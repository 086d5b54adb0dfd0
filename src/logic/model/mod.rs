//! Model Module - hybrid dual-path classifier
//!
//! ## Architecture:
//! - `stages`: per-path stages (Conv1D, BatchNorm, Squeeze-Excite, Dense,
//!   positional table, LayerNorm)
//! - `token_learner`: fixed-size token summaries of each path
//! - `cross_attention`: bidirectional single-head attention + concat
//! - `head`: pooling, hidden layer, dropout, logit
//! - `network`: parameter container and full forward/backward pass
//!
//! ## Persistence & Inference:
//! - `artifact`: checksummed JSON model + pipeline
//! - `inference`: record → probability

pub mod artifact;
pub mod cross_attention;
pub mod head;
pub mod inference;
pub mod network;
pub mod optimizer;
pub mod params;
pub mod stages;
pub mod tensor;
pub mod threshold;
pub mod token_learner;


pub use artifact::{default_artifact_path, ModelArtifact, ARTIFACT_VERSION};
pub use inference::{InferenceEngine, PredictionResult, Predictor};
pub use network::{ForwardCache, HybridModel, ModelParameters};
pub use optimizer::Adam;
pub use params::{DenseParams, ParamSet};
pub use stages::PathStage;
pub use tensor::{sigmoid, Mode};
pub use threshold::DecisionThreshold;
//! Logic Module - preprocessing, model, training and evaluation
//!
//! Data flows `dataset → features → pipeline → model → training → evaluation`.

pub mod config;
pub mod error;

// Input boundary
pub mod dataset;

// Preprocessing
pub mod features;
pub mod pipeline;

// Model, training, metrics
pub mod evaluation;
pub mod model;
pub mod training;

▸ WORK TASK
Retype the whole listing without changing anything.

▸ RESPONSE BOX
repository 086d5b54adb0dfd0
filename src/logic/model/mod.rs
//! Model Module - hybrid dual-path classifier
//!
//! ## Architecture:
//! - `stages`: per-path stages (Conv1D, BatchNorm, Squeeze-Excite, Dense,
//!   positional table, LayerNorm)
//! - `token_learner`: fixed-size token summaries of each path
//! - `cross_attention`: bidirectional single-head attention + concat
//! - `head`: pooling, hidden layer, dropout, logit
//! - `network`: parameter container and full forward/backward pass
//!
//! ## Persistence & Inference:
//! - `artifact`: checksummed JSON model + pipeline
//! - `inference`: record → probability

pub mod artifact;
pub mod cross_attention;
pub mod head;
pub mod inference;
pub mod network;
pub mod optimizer;
pub mod params;
pub mod stages;
pub mod tensor;
pub mod threshold;
pub mod token_learner;


pub use artifact::{default_artifact_path, ModelArtifact, ARTIFACT_VERSION};
pub use inference::{InferenceEngine, PredictionResult, Predictor};
pub use network::{ForwardCache, HybridModel, ModelParameters};
pub use optimizer::Adam;
pub use params::{DenseParams, ParamSet};
pub use stages::PathStage;
pub use tensor::{sigmoid, Mode};
pub use threshold::DecisionThreshold;
//! Logic Module - preprocessing, model, training and evaluation
//!
//! Data flows `dataset → features → pipeline → model → training → evaluation`.

pub mod config;
pub mod error;

// Input boundary
pub mod dataset;

// Preprocessing
pub mod features;
pub mod pipeline;

// Model, training, metrics
pub mod evaluation;
pub mod model;
pub mod training;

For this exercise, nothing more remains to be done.